> [WHAT YOU HAVE TO DO]
A single number is the answer: the count of lines below that contain "const".

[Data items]
##############################

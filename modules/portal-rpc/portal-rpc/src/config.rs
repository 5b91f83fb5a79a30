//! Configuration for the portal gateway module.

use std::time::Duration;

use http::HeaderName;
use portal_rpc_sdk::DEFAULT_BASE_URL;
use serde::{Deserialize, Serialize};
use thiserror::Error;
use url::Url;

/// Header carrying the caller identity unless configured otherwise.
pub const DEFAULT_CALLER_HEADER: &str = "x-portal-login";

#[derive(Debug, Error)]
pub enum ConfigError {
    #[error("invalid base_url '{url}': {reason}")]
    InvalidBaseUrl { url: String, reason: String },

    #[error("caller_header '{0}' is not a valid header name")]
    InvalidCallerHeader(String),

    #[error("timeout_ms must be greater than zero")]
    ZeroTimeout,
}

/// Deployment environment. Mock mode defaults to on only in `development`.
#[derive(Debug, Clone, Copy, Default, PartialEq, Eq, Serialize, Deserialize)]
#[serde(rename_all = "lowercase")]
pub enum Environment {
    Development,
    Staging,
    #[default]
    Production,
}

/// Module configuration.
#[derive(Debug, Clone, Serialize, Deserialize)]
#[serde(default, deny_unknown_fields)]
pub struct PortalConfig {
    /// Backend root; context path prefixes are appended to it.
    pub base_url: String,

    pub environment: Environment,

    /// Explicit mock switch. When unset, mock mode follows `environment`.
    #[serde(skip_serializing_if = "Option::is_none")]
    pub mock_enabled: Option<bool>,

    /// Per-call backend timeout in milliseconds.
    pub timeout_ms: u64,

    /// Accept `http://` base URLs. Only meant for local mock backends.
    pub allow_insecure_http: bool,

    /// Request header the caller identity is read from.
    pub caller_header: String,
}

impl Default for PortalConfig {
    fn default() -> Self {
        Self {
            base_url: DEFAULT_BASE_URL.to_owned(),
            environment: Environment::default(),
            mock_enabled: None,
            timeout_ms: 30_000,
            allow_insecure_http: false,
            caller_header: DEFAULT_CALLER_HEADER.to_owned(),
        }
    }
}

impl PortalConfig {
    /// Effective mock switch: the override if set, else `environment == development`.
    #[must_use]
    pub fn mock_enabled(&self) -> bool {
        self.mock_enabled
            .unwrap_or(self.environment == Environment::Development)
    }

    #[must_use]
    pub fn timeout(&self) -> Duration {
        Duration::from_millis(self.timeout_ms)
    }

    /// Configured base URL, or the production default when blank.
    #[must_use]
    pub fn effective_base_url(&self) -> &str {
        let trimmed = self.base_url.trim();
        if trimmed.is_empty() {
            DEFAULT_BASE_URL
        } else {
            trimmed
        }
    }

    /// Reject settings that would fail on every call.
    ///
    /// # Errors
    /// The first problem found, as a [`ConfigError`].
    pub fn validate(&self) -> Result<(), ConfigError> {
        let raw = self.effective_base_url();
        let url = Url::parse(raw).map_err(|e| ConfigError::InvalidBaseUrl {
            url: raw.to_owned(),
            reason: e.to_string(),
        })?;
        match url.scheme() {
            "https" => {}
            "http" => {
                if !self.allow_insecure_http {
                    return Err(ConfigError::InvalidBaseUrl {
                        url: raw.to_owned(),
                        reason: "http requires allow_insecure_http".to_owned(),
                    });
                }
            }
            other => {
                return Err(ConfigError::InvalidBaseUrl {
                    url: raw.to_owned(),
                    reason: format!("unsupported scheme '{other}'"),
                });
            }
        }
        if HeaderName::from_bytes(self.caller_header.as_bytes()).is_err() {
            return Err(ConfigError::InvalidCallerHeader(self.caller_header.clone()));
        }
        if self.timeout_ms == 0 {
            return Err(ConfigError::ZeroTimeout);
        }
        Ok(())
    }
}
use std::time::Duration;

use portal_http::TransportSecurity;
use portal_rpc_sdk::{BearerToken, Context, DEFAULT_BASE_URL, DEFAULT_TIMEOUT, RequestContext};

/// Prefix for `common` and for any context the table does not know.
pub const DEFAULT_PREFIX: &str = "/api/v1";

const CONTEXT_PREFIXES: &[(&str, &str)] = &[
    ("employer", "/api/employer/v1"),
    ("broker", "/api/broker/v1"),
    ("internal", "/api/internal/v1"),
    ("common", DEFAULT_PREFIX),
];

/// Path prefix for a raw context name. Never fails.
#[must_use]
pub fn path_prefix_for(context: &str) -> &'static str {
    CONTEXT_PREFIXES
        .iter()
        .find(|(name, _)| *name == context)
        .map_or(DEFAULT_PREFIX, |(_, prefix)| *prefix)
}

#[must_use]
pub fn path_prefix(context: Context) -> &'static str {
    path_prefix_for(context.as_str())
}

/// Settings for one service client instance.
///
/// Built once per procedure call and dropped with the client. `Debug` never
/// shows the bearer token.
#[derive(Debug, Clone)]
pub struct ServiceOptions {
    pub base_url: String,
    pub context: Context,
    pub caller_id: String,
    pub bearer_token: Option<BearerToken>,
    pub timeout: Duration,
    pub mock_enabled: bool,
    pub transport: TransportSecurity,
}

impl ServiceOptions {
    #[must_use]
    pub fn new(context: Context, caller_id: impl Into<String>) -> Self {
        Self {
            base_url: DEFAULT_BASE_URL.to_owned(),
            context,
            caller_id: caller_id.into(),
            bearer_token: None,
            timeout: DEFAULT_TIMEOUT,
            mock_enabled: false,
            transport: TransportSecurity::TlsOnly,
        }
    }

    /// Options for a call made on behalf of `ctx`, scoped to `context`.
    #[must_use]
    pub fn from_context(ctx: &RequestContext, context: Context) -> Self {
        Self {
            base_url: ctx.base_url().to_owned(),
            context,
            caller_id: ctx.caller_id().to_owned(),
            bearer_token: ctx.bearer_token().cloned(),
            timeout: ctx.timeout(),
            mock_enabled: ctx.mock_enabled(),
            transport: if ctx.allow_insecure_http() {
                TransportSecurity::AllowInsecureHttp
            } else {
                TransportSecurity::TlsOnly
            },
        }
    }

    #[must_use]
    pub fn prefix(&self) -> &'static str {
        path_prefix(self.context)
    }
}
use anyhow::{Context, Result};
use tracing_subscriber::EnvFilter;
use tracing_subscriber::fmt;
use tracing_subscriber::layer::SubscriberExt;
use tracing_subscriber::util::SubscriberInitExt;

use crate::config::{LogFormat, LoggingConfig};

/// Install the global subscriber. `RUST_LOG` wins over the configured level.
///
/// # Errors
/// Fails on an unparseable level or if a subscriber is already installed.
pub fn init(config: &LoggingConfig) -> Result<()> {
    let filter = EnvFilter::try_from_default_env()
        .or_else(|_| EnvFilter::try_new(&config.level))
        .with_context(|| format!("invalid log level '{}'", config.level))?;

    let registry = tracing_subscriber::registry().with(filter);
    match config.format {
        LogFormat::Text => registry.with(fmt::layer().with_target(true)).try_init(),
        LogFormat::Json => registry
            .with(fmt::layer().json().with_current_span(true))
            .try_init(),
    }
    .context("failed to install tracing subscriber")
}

##############################

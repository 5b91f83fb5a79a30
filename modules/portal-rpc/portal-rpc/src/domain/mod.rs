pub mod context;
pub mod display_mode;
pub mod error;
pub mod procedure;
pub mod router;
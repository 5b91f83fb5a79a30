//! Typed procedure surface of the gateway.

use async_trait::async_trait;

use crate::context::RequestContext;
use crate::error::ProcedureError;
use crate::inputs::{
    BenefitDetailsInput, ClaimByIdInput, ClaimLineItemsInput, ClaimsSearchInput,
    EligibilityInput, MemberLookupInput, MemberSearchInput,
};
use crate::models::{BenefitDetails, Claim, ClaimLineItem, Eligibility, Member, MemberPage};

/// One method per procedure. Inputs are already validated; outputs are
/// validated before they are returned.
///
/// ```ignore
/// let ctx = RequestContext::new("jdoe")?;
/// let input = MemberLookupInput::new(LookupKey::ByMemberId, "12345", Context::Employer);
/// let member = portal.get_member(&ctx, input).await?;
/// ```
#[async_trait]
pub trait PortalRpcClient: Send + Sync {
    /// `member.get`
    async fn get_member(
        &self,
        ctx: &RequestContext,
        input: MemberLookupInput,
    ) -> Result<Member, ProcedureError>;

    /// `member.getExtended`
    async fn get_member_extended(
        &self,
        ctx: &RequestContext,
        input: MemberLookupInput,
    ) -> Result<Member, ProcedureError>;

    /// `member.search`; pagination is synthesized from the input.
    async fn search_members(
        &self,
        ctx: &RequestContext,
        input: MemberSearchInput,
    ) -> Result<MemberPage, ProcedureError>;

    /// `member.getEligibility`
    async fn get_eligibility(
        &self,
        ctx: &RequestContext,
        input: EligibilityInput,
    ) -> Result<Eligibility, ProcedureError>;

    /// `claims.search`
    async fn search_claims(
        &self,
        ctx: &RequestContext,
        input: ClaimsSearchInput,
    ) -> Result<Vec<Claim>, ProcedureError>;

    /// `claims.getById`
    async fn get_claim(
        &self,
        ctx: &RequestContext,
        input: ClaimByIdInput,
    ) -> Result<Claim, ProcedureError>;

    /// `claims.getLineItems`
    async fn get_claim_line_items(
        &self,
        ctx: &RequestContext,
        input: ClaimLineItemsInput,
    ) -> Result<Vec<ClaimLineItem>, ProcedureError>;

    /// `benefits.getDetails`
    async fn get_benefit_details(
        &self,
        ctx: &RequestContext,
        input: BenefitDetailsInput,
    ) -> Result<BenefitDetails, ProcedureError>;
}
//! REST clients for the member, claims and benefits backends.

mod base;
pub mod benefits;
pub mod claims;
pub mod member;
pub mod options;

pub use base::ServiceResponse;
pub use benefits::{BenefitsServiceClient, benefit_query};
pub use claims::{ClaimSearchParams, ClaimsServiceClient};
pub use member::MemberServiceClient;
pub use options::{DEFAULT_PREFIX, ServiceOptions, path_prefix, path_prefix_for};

##############################

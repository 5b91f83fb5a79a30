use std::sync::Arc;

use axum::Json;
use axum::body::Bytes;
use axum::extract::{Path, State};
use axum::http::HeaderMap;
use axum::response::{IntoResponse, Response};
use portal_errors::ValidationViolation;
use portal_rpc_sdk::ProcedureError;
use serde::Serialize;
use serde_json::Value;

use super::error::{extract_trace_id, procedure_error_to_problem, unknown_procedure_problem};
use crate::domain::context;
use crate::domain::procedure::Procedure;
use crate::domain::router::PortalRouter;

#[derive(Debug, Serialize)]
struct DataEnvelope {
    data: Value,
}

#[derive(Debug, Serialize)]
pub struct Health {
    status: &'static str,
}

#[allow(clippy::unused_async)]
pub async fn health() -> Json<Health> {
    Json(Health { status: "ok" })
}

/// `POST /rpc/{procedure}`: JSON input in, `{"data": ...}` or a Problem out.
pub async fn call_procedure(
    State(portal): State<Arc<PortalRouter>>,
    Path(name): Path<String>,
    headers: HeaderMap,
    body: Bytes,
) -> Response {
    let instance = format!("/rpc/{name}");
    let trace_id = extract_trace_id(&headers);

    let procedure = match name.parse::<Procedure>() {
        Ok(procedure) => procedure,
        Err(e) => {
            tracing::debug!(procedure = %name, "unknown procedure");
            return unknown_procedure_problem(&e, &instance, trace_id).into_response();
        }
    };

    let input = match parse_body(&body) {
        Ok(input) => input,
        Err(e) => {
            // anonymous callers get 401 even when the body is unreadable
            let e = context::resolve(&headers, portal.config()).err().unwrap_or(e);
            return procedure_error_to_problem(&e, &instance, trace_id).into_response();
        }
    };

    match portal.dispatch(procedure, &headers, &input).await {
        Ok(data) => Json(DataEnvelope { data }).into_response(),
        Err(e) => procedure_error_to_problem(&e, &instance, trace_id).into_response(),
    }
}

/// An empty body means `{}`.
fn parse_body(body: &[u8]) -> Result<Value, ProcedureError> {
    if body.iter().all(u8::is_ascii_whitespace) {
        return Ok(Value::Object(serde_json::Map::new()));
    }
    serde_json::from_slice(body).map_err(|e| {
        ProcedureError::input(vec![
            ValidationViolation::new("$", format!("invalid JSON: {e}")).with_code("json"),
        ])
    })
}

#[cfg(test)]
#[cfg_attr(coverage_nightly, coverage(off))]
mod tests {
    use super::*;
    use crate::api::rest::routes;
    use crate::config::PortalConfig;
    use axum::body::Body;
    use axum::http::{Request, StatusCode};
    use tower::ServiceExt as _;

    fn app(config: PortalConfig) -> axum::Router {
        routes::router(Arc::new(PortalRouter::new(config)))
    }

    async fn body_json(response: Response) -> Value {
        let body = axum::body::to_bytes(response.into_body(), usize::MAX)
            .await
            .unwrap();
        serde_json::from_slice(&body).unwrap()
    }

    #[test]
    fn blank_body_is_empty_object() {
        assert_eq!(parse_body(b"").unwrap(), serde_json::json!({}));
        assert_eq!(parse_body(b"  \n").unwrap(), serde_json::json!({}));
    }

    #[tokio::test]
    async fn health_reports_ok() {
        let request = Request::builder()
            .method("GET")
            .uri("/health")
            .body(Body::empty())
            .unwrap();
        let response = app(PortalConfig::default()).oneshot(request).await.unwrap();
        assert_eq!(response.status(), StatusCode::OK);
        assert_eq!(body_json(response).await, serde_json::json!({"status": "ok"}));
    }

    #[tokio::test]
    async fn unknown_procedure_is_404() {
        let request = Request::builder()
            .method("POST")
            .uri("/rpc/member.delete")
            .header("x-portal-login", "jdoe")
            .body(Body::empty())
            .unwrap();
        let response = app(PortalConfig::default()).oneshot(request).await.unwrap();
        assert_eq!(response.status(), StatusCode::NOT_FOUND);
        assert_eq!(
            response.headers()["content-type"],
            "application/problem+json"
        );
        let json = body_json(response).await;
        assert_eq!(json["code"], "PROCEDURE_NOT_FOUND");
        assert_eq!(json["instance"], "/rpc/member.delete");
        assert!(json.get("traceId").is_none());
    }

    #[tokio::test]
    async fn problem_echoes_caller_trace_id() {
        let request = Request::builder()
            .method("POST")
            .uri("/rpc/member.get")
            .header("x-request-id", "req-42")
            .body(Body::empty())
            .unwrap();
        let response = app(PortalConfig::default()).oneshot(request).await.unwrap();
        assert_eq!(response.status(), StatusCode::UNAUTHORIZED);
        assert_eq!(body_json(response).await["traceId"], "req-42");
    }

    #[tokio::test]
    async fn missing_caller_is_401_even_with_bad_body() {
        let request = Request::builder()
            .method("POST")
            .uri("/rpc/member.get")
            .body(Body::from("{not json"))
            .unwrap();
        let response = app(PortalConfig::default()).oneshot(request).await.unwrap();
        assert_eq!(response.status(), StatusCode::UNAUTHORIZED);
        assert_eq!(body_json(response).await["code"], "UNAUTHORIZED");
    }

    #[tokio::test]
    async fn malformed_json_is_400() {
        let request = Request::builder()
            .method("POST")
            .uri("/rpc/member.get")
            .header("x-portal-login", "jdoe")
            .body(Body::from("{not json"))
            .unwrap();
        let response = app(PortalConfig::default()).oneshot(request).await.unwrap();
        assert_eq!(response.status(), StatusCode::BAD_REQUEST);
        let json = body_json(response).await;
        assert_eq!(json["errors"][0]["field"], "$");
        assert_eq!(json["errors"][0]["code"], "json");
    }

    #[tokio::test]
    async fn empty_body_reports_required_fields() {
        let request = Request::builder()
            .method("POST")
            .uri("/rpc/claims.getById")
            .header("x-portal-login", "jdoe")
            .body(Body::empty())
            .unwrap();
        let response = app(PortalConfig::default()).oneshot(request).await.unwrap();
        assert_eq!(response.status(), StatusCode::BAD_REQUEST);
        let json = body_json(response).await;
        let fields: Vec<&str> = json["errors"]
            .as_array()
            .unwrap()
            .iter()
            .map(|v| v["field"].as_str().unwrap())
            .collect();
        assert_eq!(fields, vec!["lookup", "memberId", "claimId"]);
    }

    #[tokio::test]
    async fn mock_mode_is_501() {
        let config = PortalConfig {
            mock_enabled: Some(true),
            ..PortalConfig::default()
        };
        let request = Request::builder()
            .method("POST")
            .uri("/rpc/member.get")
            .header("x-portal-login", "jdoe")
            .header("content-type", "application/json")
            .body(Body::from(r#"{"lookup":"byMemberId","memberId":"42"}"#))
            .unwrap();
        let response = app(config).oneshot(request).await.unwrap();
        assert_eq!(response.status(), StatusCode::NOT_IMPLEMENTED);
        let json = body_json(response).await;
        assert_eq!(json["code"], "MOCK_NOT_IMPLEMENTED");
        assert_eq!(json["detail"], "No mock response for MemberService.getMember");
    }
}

##############################

> [RESPONSE AREA]
3